• _MATERIAL PROVIDED_

//! # Call Transformation
//!
//! The parser has three call shapes:
//!
//! - `CALLNODE`: explicit receiver, `a.foo(1)`
//! - `FCALLNODE`: no receiver but arguments or parentheses, `foo(1)`
//! - `VCALLNODE`: a bare identifier that may be a call, `foo`
//!
//! The block of a call arrives either as a `BLOCKPASSNODE` in argument
//! position (`foo(1, &blk)`) or as an attached `ITERNODE` (`foo { }`).

use super::Transformer;
use crate::error::TransformError;
use crate::model::{Child, ModelNode};
use ruby_cst::{CstKind, CstNode};

/// Arguments and block of a call.
struct CallArgs {
    args: Vec<ModelNode>,
    block_arg: Child,
}

/// `foo`: no receiver and no arguments.
pub(super) fn variable_call(name: &str) -> ModelNode {
    ModelNode::Call {
        name: name.to_string(),
        receiver: None,
        args: Vec::new(),
        block_arg: None,
        implicit_receiver: false,
    }
}

impl Transformer<'_> {
    /// `receiver.name(args) { block }`
    pub(super) fn call(
        &mut self,
        name: &str,
        receiver: Option<&CstNode>,
        args: Option<&CstNode>,
        iter: Option<&CstNode>,
    ) -> Result<ModelNode, TransformError> {
        let receiver = self.boxed(receiver)?;
        let CallArgs { args, block_arg } = self.call_args(args, iter)?;
        Ok(ModelNode::Call {
            name: name.to_string(),
            receiver,
            args,
            block_arg,
            implicit_receiver: false,
        })
    }

    /// `name(args) { block }` with the receiver left implicit.
    pub(super) fn function_call(
        &mut self,
        name: &str,
        args: Option<&CstNode>,
        iter: Option<&CstNode>,
    ) -> Result<ModelNode, TransformError> {
        let CallArgs { args, block_arg } = self.call_args(args, iter)?;
        Ok(ModelNode::Call {
            name: name.to_string(),
            receiver: None,
            args,
            block_arg,
            implicit_receiver: true,
        })
    }

    /// `super(args)`
    pub(super) fn super_call(
        &mut self,
        args: Option<&CstNode>,
        iter: Option<&CstNode>,
    ) -> Result<ModelNode, TransformError> {
        let CallArgs { args, block_arg } = self.call_args(args, iter)?;
        Ok(ModelNode::SuperCall { args, block_arg })
    }

    /// Splits a block pass out of the argument position. An attached
    /// iterator takes precedence over it.
    fn call_args(
        &mut self,
        args: Option<&CstNode>,
        iter: Option<&CstNode>,
    ) -> Result<CallArgs, TransformError> {
        let mut call_args = match args.map(|node| (node, &node.kind)) {
            Some((pass, CstKind::BlockPassNode { args, .. })) => CallArgs {
                block_arg: self.boxed(Some(pass))?,
                args: self.normalize_optional_args(args.as_deref())?,
            },
            _ => CallArgs {
                args: self.normalize_optional_args(args)?,
                block_arg: None,
            },
        };
        if iter.is_some() {
            call_args.block_arg = self.boxed(iter)?;
        }
        Ok(call_args)
    }
}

• _GOAL OF THE EXERCISE_
Looking at the records, how many of the lines contain the string "false"? Only the number should be given.

• _EXERCISE OUTPUT_
2